As Consumer Reports reveals, those plans can often save you money. Like many people, JD Mathewson was looking for ways to cut back on spending, especially on his cell phone bill.

“At the time, I was paying Verizon about $170 a month,” Mathewson said.

Then, JD got an email from Spectrum, his internet provider, touting its cell phone service. He compared Spectrum’s plan to his Verizon plan and made the switch.

“I’m saving about 50 dollars a month on my cell phone bill,” he said. 

JD isn’t alone. About five million people now get their cell phone service from a cable or broadband company.

“Cable companies lease wireless capacity from major carriers and use WiFi whenever possible to provide service, and that saves consumers money,” said Octavio Blanco of Consumer Reports.

In response to this competition, CTIA says: “the wireless industry has a long history of intense competition.”

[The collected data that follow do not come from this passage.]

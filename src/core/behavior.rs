//! Per-state behavior objects.

use std::any::Any;
use std::cell::RefCell;
use std::rc::Rc;

/// Behavior attached to a state.
///
/// The runtime machine invokes the hooks at the corresponding lifecycle
/// points: `on_enter` when the state becomes active, `on_exit` when it is
/// left, `on_update` on every machine update while active. `handle_event`
/// receives application-defined events and reports whether the event was
/// consumed; the default implementation leaves every event unhandled.
///
/// All hooks default to no-ops, so implementors override only what they
/// need.
pub trait StateBehavior {
    /// Display name used when persisting and re-binding behaviors.
    fn name(&self) -> &str {
        ""
    }

    /// Invoked when the owning state is entered.
    fn on_enter(&mut self) {}

    /// Invoked when the owning state is exited.
    fn on_exit(&mut self) {}

    /// Invoked on every update while the owning state is active.
    fn on_update(&mut self) {}

    /// Handle an application-defined event. Return `true` to mark the
    /// event consumed and stop further dispatch.
    fn handle_event(&mut self, _event: &dyn Any) -> bool {
        false
    }
}

/// Shared handle to a behavior object.
///
/// Behaviors are owned by the application and may be attached to several
/// states; the model is single-threaded, so `Rc<RefCell<_>>` is the
/// ownership form.
pub type BehaviorRef = Rc<RefCell<dyn StateBehavior>>;

/// The default behavior attached to states registered without one.
///
/// Unlike supplied behaviors, it is never subscribed for event dispatch.
pub struct EmptyBehavior;

impl StateBehavior for EmptyBehavior {}

/// Wrap a behavior into a shared handle.
pub fn behavior_ref<B: StateBehavior + 'static>(behavior: B) -> BehaviorRef {
    Rc::new(RefCell::new(behavior))
}
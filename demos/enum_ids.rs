//! Enum-kinded identifiers and a definition round-trip through JSON.

use arbor::builder::MachineBuilder;
use arbor::core::{Kind, Value};
use arbor::id_enum;
use arbor::persist::TemplateCatalog;

id_enum! {
    pub enum Mode {
        Idle = 0,
        Working = 1,
        Cooldown = 2,
    }
}

id_enum! {
    pub enum Command {
        Begin = 0,
        Finish = 1,
    }
}

fn main() {
    let mut builder = MachineBuilder::new(Kind::Enum(Mode::kind()), Kind::Enum(Command::kind()));
    builder.add_state(Value::from(Mode::Idle), None);
    builder.add_state(Value::from(Mode::Working), None);
    builder.add_state(Value::from(Mode::Cooldown), None);
    builder.add_transition(
        Value::from(Mode::Idle),
        Value::from(Command::Begin),
        Value::from(Mode::Working),
        &[],
    );
    builder.add_transition(
        Value::from(Mode::Working),
        Value::from(Command::Finish),
        Value::from(Mode::Cooldown),
        &[],
    );

    let json = builder
        .to_document()
        .to_json()
        .expect("document serializes");
    println!("persisted definition:\n{json}\n");

    let document = arbor::DefinitionDocument::from_json(&json).expect("document parses");
    let loaded = MachineBuilder::from_document(&document, &TemplateCatalog::new())
        .expect("kinds resolve from the embedded enum table");

    let mut machine = loaded.build::<Mode, Command>();
    machine.start().expect("initial state loaded");

    println!("active: {:?}", machine.active_leaf());
    machine.fire(&Command::Begin);
    println!("after Begin: {:?}", machine.active_leaf());
    machine.fire(&Command::Finish);
    println!("after Finish: {:?}", machine.active_leaf());
}
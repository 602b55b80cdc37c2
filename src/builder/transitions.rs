//! Registry of transitions and their guard templates.

use crate::core::{GuardTemplateRef, Value};

/// One authored transition: `(from, trigger, to)` plus guard templates.
#[derive(Clone)]
pub struct TransitionEntry {
    from: Value,
    trigger: Value,
    to: Value,
    guards: Vec<GuardTemplateRef>,
}

impl TransitionEntry {
    /// Source state identifier.
    pub fn from(&self) -> &Value {
        &self.from
    }

    /// Trigger identifier.
    pub fn trigger(&self) -> &Value {
        &self.trigger
    }

    /// Target state identifier.
    pub fn to(&self) -> &Value {
        &self.to
    }

    /// Guard templates attached to this transition, in attachment order.
    pub fn guards(&self) -> &[GuardTemplateRef] {
        &self.guards
    }

    /// Whether this entry carries the given triple.
    pub fn matches(&self, from: &Value, trigger: &Value, to: &Value) -> bool {
        &self.from == from && &self.trigger == trigger && &self.to == to
    }
}

/// Owns the set of transitions. Transitions are unique by their
/// `(from, trigger, to)` triple; re-adding an existing triple is a no-op.
#[derive(Default)]
pub struct TransitionRegistry {
    entries: Vec<TransitionEntry>,
}

impl TransitionRegistry {
    /// Create an empty registry.
    pub fn new() -> Self {
        Self::default()
    }

    /// Add a transition. The guard list is copied at add time, so later
    /// mutation of the source slice does not affect the stored entry.
    pub fn add(&mut self, from: Value, trigger: Value, to: Value, guards: &[GuardTemplateRef]) {
        if self.contains(&from, &trigger, &to) {
            return;
        }

        self.entries.push(TransitionEntry {
            from,
            trigger,
            to,
            guards: guards.to_vec(),
        });
    }

    /// Whether the triple is registered.
    pub fn contains(&self, from: &Value, trigger: &Value, to: &Value) -> bool {
        self.entries.iter().any(|e| e.matches(from, trigger, to))
    }

    /// Remove the transition carrying the triple, if registered.
    pub fn remove(&mut self, from: &Value, trigger: &Value, to: &Value) {
        self.entries.retain(|e| !e.matches(from, trigger, to));
    }

    /// Remove every transition referencing `id` as source or target.
    pub fn remove_referencing(&mut self, id: &Value) {
        self.entries.retain(|e| &e.from != id && &e.to != id);
    }

    /// All transitions, in registration order.
    pub fn entries(&self) -> &[TransitionEntry] {
        &self.entries
    }

    /// Number of registered transitions.
    pub fn len(&self) -> usize {
        self.entries.len()
    }

    /// Whether no transitions are registered.
    pub fn is_empty(&self) -> bool {
        self.entries.is_empty()
    }

    /// Remove every transition.
    pub fn clear(&mut self) {
        self.entries.clear();
    }
}
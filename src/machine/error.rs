//! Runtime machine lifecycle errors.

use thiserror::Error;

/// Errors raised by the runtime machine's lifecycle operations.
#[derive(Debug, Error, PartialEq)]
pub enum MachineError {
    #[error("the machine is already started")]
    AlreadyStarted,

    #[error("no initial state is set")]
    NoInitialState,
}
//! Record of fired transitions.
//!
//! The runtime machine appends one record per fired transition. History
//! is immutable: `record` returns a new history with the record added.

use chrono::{DateTime, Utc};
use std::time::Duration;

/// One fired transition.
#[derive(Clone, Debug)]
pub struct TransitionRecord<S, T> {
    /// The active leaf the machine fired from.
    pub from: S,
    /// The trigger that fired.
    pub trigger: T,
    /// The transition's target state.
    pub to: S,
    /// When the transition fired.
    pub timestamp: DateTime<Utc>,
}

/// Ordered history of fired transitions.
#[derive(Clone, Debug)]
pub struct TransitionHistory<S, T> {
    records: Vec<TransitionRecord<S, T>>,
}

impl<S: Clone, T: Clone> Default for TransitionHistory<S, T> {
    fn default() -> Self {
        Self::new()
    }
}

impl<S: Clone, T: Clone> TransitionHistory<S, T> {
    /// Create an empty history.
    pub fn new() -> Self {
        Self {
            records: Vec::new(),
        }
    }

    /// Append a record, returning a new history.
    pub fn record(&self, record: TransitionRecord<S, T>) -> Self {
        let mut records = self.records.clone();
        records.push(record);
        Self { records }
    }

    /// All records, in firing order.
    pub fn records(&self) -> &[TransitionRecord<S, T>] {
        &self.records
    }

    /// The most recent record, if any transition has fired.
    pub fn last(&self) -> Option<&TransitionRecord<S, T>> {
        self.records.last()
    }

    /// Elapsed time from the first to the last fired transition.
    /// `None` until something has fired.
    pub fn duration(&self) -> Option<Duration> {
        match (self.records.first(), self.records.last()) {
            (Some(first), Some(last)) => last
                .timestamp
                .signed_duration_since(first.timestamp)
                .to_std()
                .ok(),
            _ => None,
        }
    }
}

#[cfg(test)]
mod tests {
    use super::*;

    fn record(from: &str, trigger: &str, to: &str) -> TransitionRecord<String, String> {
        TransitionRecord {
            from: from.to_string(),
            trigger: trigger.to_string(),
            to: to.to_string(),
            timestamp: Utc::now(),
        }
    }

    #[test]
    fn new_history_is_empty() {
        let history: TransitionHistory<String, String> = TransitionHistory::new();
        assert!(history.records().is_empty());
        assert!(history.last().is_none());
        assert!(history.duration().is_none());
    }

    #[test]
    fn record_is_immutable() {
        let history = TransitionHistory::new();
        let updated = history.record(record("a", "go", "b"));

        assert!(history.records().is_empty());
        assert_eq!(updated.records().len(), 1);
        assert_eq!(updated.last().map(|r| r.to.as_str()), Some("b"));
    }

    #[test]
    fn records_keep_firing_order() {
        let history = TransitionHistory::new()
            .record(record("a", "go", "b"))
            .record(record("b", "go", "c"));

        let targets: Vec<_> = history.records().iter().map(|r| r.to.as_str()).collect();
        assert_eq!(targets, vec!["b", "c"]);
    }

    #[test]
    fn single_record_has_zero_duration() {
        let history = TransitionHistory::new().record(record("a", "go", "b"));
        assert_eq!(history.duration(), Some(Duration::from_secs(0)));
    }
}
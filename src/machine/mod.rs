//! Runtime hierarchical state machine.
//!
//! The types in this module are what
//! [`MachineBuilder::build`](crate::builder::MachineBuilder::build)
//! assembles: an executable
//! machine over concrete identifier types, its transition edges, the
//! firing history, and the lifecycle errors.

mod error;
mod history;
mod hsm;

pub use error::MachineError;
pub use history::{TransitionHistory, TransitionRecord};
pub use hsm::{HierarchicalStateMachine, MachineTransition};
//! Persistence error types.

use thiserror::Error;

use crate::core::CodecError;

/// Errors that can occur while saving or loading a definition.
#[derive(Debug, Error)]
pub enum PersistError {
    /// Serialization to JSON or binary format failed.
    #[error("serialization failed: {0}")]
    Serialization(String),

    /// Deserialization from JSON or binary format failed.
    #[error("deserialization failed: {0}")]
    Deserialization(String),

    /// The document was written by an unsupported format version.
    #[error("unsupported definition version {found}, supported: {supported}")]
    UnsupportedVersion {
        /// Version recorded in the document.
        found: u32,
        /// Version this crate reads and writes.
        supported: u32,
    },

    /// An identifier or kind in the document failed to decode.
    #[error(transparent)]
    Codec(#[from] CodecError),
}
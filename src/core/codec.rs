//! Canonical text codec for identifier values.
//!
//! Persisted definitions store every identifier as a `(text, kind name)`
//! pair so heterogeneous kinds share one storage representation. The codec
//! is pure: serialization and kind resolution have no side effects, and
//! codec failures are the only hard failures in the authoring layer.

use thiserror::Error;

use super::value::{EnumKind, Kind, Value};

/// Errors raised by the codec.
#[derive(Debug, Error, PartialEq)]
pub enum CodecError {
    /// A persisted kind name denotes no supported kind.
    #[error("identifier kind `{0}` is not supported")]
    UnsupportedKind(String),

    /// The stored text is not a valid value of the requested kind.
    #[error("`{text}` is not a valid {kind} value")]
    Malformed {
        /// The offending stored text.
        text: String,
        /// Name of the kind the text was decoded under.
        kind: String,
    },
}

/// Serialize a value to its canonical text form.
///
/// Integers, floats and strings use their canonical representation;
/// enumeration values serialize as their raw integral value.
///
/// # Example
///
/// ```rust
/// use arbor::core::{codec, Value};
///
/// assert_eq!(codec::serialize(&Value::from(42)), "42");
/// assert_eq!(codec::serialize(&Value::enumerated("DoorTrigger", 1)), "1");
/// ```
pub fn serialize(value: &Value) -> String {
    match value {
        Value::Int(raw) => raw.to_string(),
        Value::Float(raw) => raw.to_string(),
        Value::Str(text) => text.clone(),
        Value::Enum { raw, .. } => raw.to_string(),
    }
}

/// Deserialize canonical text under a declared kind.
///
/// Enumeration text parses as the raw integral value; a raw value that
/// denotes no declared member falls back to the kind's zero value rather
/// than failing. Text that does not parse at all is a hard error.
///
/// # Example
///
/// ```rust
/// use arbor::core::{codec, EnumKind, Kind, Value};
///
/// let trigger = Kind::Enum(EnumKind::new("Run", [("Start", 0), ("Stop", 1)]));
///
/// assert_eq!(codec::deserialize("1", &trigger), Ok(Value::enumerated("Run", 1)));
/// // Undefined member: falls back to the zero value.
/// assert_eq!(codec::deserialize("5", &trigger), Ok(Value::enumerated("Run", 0)));
/// ```
pub fn deserialize(text: &str, kind: &Kind) -> Result<Value, CodecError> {
    match kind {
        Kind::Int => text
            .parse::<i32>()
            .map(Value::Int)
            .map_err(|_| malformed(text, kind)),
        Kind::Float => text
            .parse::<f32>()
            .map(Value::Float)
            .map_err(|_| malformed(text, kind)),
        Kind::Str => Ok(Value::Str(text.to_string())),
        Kind::Enum(descriptor) => {
            let raw = text.parse::<i32>().map_err(|_| malformed(text, kind))?;
            let raw = if descriptor.is_defined(raw) { raw } else { 0 };
            Ok(Value::enumerated(descriptor.name(), raw))
        }
    }
}

/// Resolve a persisted kind name against the scalar kinds and a table of
/// enumeration descriptors.
///
/// Any name outside `"i32"`, `"f32"`, `"str"` and the supplied enum names
/// is [`CodecError::UnsupportedKind`].
pub fn resolve_kind(name: &str, enums: &[EnumKind]) -> Result<Kind, CodecError> {
    match name {
        "i32" => Ok(Kind::Int),
        "f32" => Ok(Kind::Float),
        "str" => Ok(Kind::Str),
        other => enums
            .iter()
            .find(|e| e.name() == other)
            .cloned()
            .map(Kind::Enum)
            .ok_or_else(|| CodecError::UnsupportedKind(other.to_string())),
    }
}

fn malformed(text: &str, kind: &Kind) -> CodecError {
    CodecError::Malformed {
        text: text.to_string(),
        kind: kind.name().to_string(),
    }
}

#[cfg(test)]
mod tests {
    use super::*;

    fn trigger_kind() -> Kind {
        Kind::Enum(EnumKind::new("Run", [("Start", 0), ("Stop", 1)]))
    }

    #[test]
    fn scalar_values_round_trip() {
        let cases = [
            (Value::from(-17), Kind::Int),
            (Value::from(2.25f32), Kind::Float),
            (Value::from("deep space"), Kind::Str),
        ];

        for (value, kind) in cases {
            let text = serialize(&value);
            assert_eq!(deserialize(&text, &kind), Ok(value));
        }
    }

    #[test]
    fn enum_values_round_trip_through_raw_text() {
        let value = Value::enumerated("Run", 1);
        assert_eq!(serialize(&value), "1");
        assert_eq!(deserialize("1", &trigger_kind()), Ok(value));
    }

    #[test]
    fn undefined_enum_raw_falls_back_to_zero() {
        assert_eq!(
            deserialize("5", &trigger_kind()),
            Ok(Value::enumerated("Run", 0))
        );
    }

    #[test]
    fn malformed_text_is_a_hard_error() {
        assert_eq!(
            deserialize("banana", &Kind::Int),
            Err(CodecError::Malformed {
                text: "banana".to_string(),
                kind: "i32".to_string(),
            })
        );
        assert!(deserialize("banana", &trigger_kind()).is_err());
    }

    #[test]
    fn kind_names_resolve_against_the_enum_table() {
        let enums = [EnumKind::new("Run", [("Start", 0)])];

        assert_eq!(resolve_kind("i32", &enums), Ok(Kind::Int));
        assert_eq!(resolve_kind("f32", &enums), Ok(Kind::Float));
        assert_eq!(resolve_kind("str", &enums), Ok(Kind::Str));
        assert!(matches!(resolve_kind("Run", &enums), Ok(Kind::Enum(_))));
        assert_eq!(
            resolve_kind("System.Object", &enums),
            Err(CodecError::UnsupportedKind("System.Object".to_string()))
        );
    }
}
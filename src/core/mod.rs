//! Core identifier, behavior and guard types.
//!
//! This module contains the building blocks shared by the authoring model
//! and the runtime machine:
//! - Dynamically-kinded identifier values (`Value`, `Kind`, `EnumKind`)
//! - The canonical text codec for persisted identifiers
//! - Per-state behavior objects (`StateBehavior`)
//! - Guard templates and their evaluation instances
//!
//! Everything here is synchronous and side-effect free apart from the
//! behavior hooks themselves.

mod behavior;
pub mod codec;
mod guard;
mod value;

pub use behavior::{behavior_ref, BehaviorRef, EmptyBehavior, StateBehavior};
pub use codec::CodecError;
pub use guard::{FnGuard, GuardCondition, GuardTemplate, GuardTemplateRef};
pub use value::{EnumKind, EnumMember, FromValue, Kind, Value};
//! A string-kinded door machine: nested states, a guarded transition,
//! and behavior hooks.

use std::cell::RefCell;
use std::rc::Rc;

use arbor::builder::MachineBuilder;
use arbor::core::{behavior_ref, FnGuard, Kind, StateBehavior, Value};

struct Announcer(&'static str);

impl StateBehavior for Announcer {
    fn on_enter(&mut self) {
        println!("  -> entered {}", self.0);
    }

    fn on_exit(&mut self) {
        println!("  <- exited {}", self.0);
    }
}

fn main() {
    let locked = Rc::new(RefCell::new(true));

    let mut builder = MachineBuilder::new(Kind::Str, Kind::Str);
    builder.add_state(Value::from("closed"), Some(behavior_ref(Announcer("closed"))));
    builder.add_state(Value::from("open"), Some(behavior_ref(Announcer("open"))));
    builder.add_state(Value::from("ajar"), Some(behavior_ref(Announcer("ajar"))));
    builder.add_state(Value::from("wide"), Some(behavior_ref(Announcer("wide"))));

    // "open" is a composite state; "ajar" is entered first.
    builder.add_child(&Value::from("open"), &Value::from("ajar"));
    builder.add_child(&Value::from("open"), &Value::from("wide"));

    let gate = Rc::clone(&locked);
    builder.add_transition(
        Value::from("closed"),
        Value::from("push"),
        Value::from("open"),
        &[FnGuard::new("unlocked", move || !*gate.borrow()).shared()],
    );
    builder.add_transition(
        Value::from("ajar"),
        Value::from("push"),
        Value::from("wide"),
        &[],
    );

    let mut door = builder.build::<String, String>();
    door.start().expect("definition has an initial state");

    println!("pushing a locked door:");
    println!("  fired: {}", door.fire(&"push".to_string()));

    *locked.borrow_mut() = false;
    println!("pushing an unlocked door:");
    println!("  fired: {}", door.fire(&"push".to_string()));
    println!("  active path: {:?}", door.active_path());

    println!("pushing it wide open:");
    println!("  fired: {}", door.fire(&"push".to_string()));
    println!("  active path: {:?}", door.active_path());
}
//! Agent configuration: structs, parsing, and validation.

use std::path::Path;
use std::time::Duration;

use serde::{Deserialize, Serialize};

use domain::fqdn::entity::FqdnControllerOptions;

/// Environment variables exposing the cluster DNS Service endpoint.
pub const KUBE_DNS_SERVICE_HOST: &str = "KUBE_DNS_SERVICE_HOST";
pub const KUBE_DNS_SERVICE_PORT: &str = "KUBE_DNS_SERVICE_PORT";

// ── Config errors ──────────────────────────────────────────────────

#[derive(Debug, thiserror::Error)]
pub enum ConfigError {
    #[error("I/O error reading config: {0}")]
    Io(#[from] std::io::Error),

    #[error("YAML parse error: {0}")]
    Yaml(String),

    #[error("validation error: {field}: {message}")]
    Validation { field: String, message: String },
}

impl From<serde_yaml_ng::Error> for ConfigError {
    fn from(e: serde_yaml_ng::Error) -> Self {
        Self::Yaml(e.to_string())
    }
}

fn validation(field: &str, message: impl Into<String>) -> ConfigError {
    ConfigError::Validation {
        field: field.to_string(),
        message: message.into(),
    }
}

// ── Logging enums ──────────────────────────────────────────────────

#[derive(Debug, Clone, Copy, PartialEq, Eq, Serialize, Deserialize)]
#[serde(rename_all = "lowercase")]
pub enum LogLevel {
    Error,
    Warn,
    Info,
    Debug,
    Trace,
}

impl LogLevel {
    pub fn as_str(self) -> &'static str {
        match self {
            Self::Error => "error",
            Self::Warn => "warn",
            Self::Info => "info",
            Self::Debug => "debug",
            Self::Trace => "trace",
        }
    }
}

#[derive(Debug, Clone, Copy, PartialEq, Eq, Serialize, Deserialize)]
#[serde(rename_all = "lowercase")]
pub enum LogFormat {
    Text,
    Json,
}

impl LogFormat {
    pub fn as_str(self) -> &'static str {
        match self {
            Self::Text => "text",
            Self::Json => "json",
        }
    }
}

// ── Top-level config ───────────────────────────────────────────────

#[derive(Debug, Clone, Serialize, Deserialize)]
#[serde(deny_unknown_fields)]
pub struct AgentConfig {
    #[serde(default)]
    pub logging: LoggingConfig,

    #[serde(default)]
    pub fqdn: FqdnConfig,
}

impl Default for AgentConfig {
    fn default() -> Self {
        Self {
            logging: LoggingConfig::default(),
            fqdn: FqdnConfig::default(),
        }
    }
}

impl AgentConfig {
    /// Load config from a YAML file.
    pub fn load(path: &Path) -> Result<Self, ConfigError> {
        let content = std::fs::read_to_string(path)?;
        Self::from_yaml(&content)
    }

    pub fn from_yaml(content: &str) -> Result<Self, ConfigError> {
        let config: Self = serde_yaml_ng::from_str(content)?;
        config.validate()?;
        Ok(config)
    }

    pub fn validate(&self) -> Result<(), ConfigError> {
        self.fqdn.validate()
    }
}

#[derive(Debug, Clone, Serialize, Deserialize)]
pub struct LoggingConfig {
    #[serde(default = "default_log_level")]
    pub level: LogLevel,

    #[serde(default = "default_log_format")]
    pub format: LogFormat,
}

impl Default for LoggingConfig {
    fn default() -> Self {
        Self {
            level: default_log_level(),
            format: default_log_format(),
        }
    }
}

fn default_log_level() -> LogLevel {
    LogLevel::Info
}
fn default_log_format() -> LogFormat {
    LogFormat::Text
}

// ── FQDN controller section ────────────────────────────────────────

#[derive(Debug, Clone, Serialize, Deserialize)]
pub struct FqdnConfig {
    #[serde(default = "default_true")]
    pub enable_ipv4: bool,

    #[serde(default)]
    pub enable_ipv6: bool,

    /// Floor applied to every record TTL (seconds). Set it above the
    /// longest client-side DNS caching expected in the cluster.
    #[serde(default)]
    pub min_ttl_secs: u32,

    /// Explicit DNS server endpoint (`host:port`). When unset, the
    /// cluster DNS Service environment is used, then the host resolver.
    #[serde(default)]
    pub dns_server_override: Option<String>,

    #[serde(default = "default_query_workers")]
    pub query_workers: usize,

    #[serde(default = "default_min_retry_delay")]
    pub min_retry_delay_secs: u64,

    #[serde(default = "default_max_retry_delay")]
    pub max_retry_delay_secs: u64,
}

impl Default for FqdnConfig {
    fn default() -> Self {
        Self {
            enable_ipv4: true,
            enable_ipv6: false,
            min_ttl_secs: 0,
            dns_server_override: None,
            query_workers: default_query_workers(),
            min_retry_delay_secs: default_min_retry_delay(),
            max_retry_delay_secs: default_max_retry_delay(),
        }
    }
}

fn default_true() -> bool {
    true
}
fn default_query_workers() -> usize {
    2
}
fn default_min_retry_delay() -> u64 {
    5
}
fn default_max_retry_delay() -> u64 {
    300
}

impl FqdnConfig {
    pub fn validate(&self) -> Result<(), ConfigError> {
        if !self.enable_ipv4 && !self.enable_ipv6 {
            return Err(validation(
                "fqdn.enable_ipv4",
                "at least one address family must be enabled",
            ));
        }
        if self.query_workers == 0 || self.query_workers > 64 {
            return Err(validation(
                "fqdn.query_workers",
                "must be between 1 and 64",
            ));
        }
        if self.min_retry_delay_secs == 0 {
            return Err(validation("fqdn.min_retry_delay_secs", "must be >= 1"));
        }
        if self.max_retry_delay_secs < self.min_retry_delay_secs {
            return Err(validation(
                "fqdn.max_retry_delay_secs",
                "must be >= fqdn.min_retry_delay_secs",
            ));
        }
        if let Some(addr) = &self.dns_server_override {
            validate_host_port(addr)
                .map_err(|message| validation("fqdn.dns_server_override", message))?;
        }
        Ok(())
    }

    pub fn to_controller_options(&self) -> FqdnControllerOptions {
        FqdnControllerOptions {
            ipv4_enabled: self.enable_ipv4,
            ipv6_enabled: self.enable_ipv6,
            min_ttl_secs: self.min_ttl_secs,
            query_workers: self.query_workers,
            min_retry_delay: Duration::from_secs(self.min_retry_delay_secs),
            max_retry_delay: Duration::from_secs(self.max_retry_delay_secs),
        }
    }

    /// The DNS server the controller should query: the explicit
    /// override, else the cluster DNS Service from the environment,
    /// else `None` (host resolver fallback).
    pub fn resolve_dns_server(&self) -> Option<String> {
        self.resolve_dns_server_from(|name| std::env::var(name).ok())
    }

    /// Same as [`resolve_dns_server`](Self::resolve_dns_server) with an
    /// injectable environment, for tests.
    pub fn resolve_dns_server_from(
        &self,
        env: impl Fn(&str) -> Option<String>,
    ) -> Option<String> {
        if let Some(addr) = &self.dns_server_override {
            tracing::info!(dns_server = %addr, "DNS server override provided by user");
            return Some(addr.clone());
        }
        let host = env(KUBE_DNS_SERVICE_HOST).filter(|h| !h.is_empty());
        let port = env(KUBE_DNS_SERVICE_PORT).filter(|p| !p.is_empty());
        match (host, port) {
            (Some(host), Some(port)) => {
                let addr = join_host_port(&host, &port);
                tracing::info!(dns_server = %addr, "using cluster DNS Service for DNS requests");
                Some(addr)
            }
            _ => {
                tracing::info!(
                    "unable to derive a DNS server from the cluster DNS Service, \
                     falling back to the host resolver"
                );
                None
            }
        }
    }
}

fn validate_host_port(addr: &str) -> Result<(), String> {
    if addr.parse::<std::net::SocketAddr>().is_ok() {
        return Ok(());
    }
    let Some((host, port)) = addr.rsplit_once(':') else {
        return Err("expected host:port".to_string());
    };
    if host.is_empty() {
        return Err("empty host".to_string());
    }
    match port.parse::<u16>() {
        Ok(0) | Err(_) => Err(format!("invalid port '{port}'")),
        Ok(_) => Ok(()),
    }
}

/// Join a host and port, bracketing IPv6 hosts.
pub fn join_host_port(host: &str, port: &str) -> String {
    if host.contains(':') {
        format!("[{host}]:{port}")
    } else {
        format!("{host}:{port}")
    }
}

// ── Tests ───────────────────────────────────────────────────────────
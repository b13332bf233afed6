/// Secondary port to the policy rule reconciler.
///
/// Marking a rule dirty is fire-and-forget: the reconciler recomputes
/// the rule's address set (via the primary port's selector lookup) and
/// eventually reports the attempt through `notify_rule_realization`.
pub trait RuleReconcilerPort: Send + Sync {
    fn mark_rule_dirty(&self, rule_id: &str);
}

If you already get internet service from Spectrum or Xfinity or any service offered by Altice’s Optimum or Suddenlink brands, adding a cell phone plan to the bundle could lower your mobile bill.

“All three companies offer one phone line with unlimited talk, text, and data for just $45 a month,” Blanco said. 

And they offer flexibility- so you can sign up for customized data plans for each of the members of your family.

CR says there are a few drawbacks to consider. Your service could get slowed down if network traffic is high, fees or taxes may not be included in the advertised rates, and automatic monthly payments may be required.

And although his kids don’t need a family plan just yet, JD did “share” the deal with another member of his family.

“My dad’s always looking for a good deal. I told him that I was saving a lot of money with this and I didn’t have any issues with the service. And he went ahead and signed up for the same service,” said JD Matthewson. 

Consumer Reports says if money is tight, this could be a way to afford both cell service and a wired broadband connection in your house.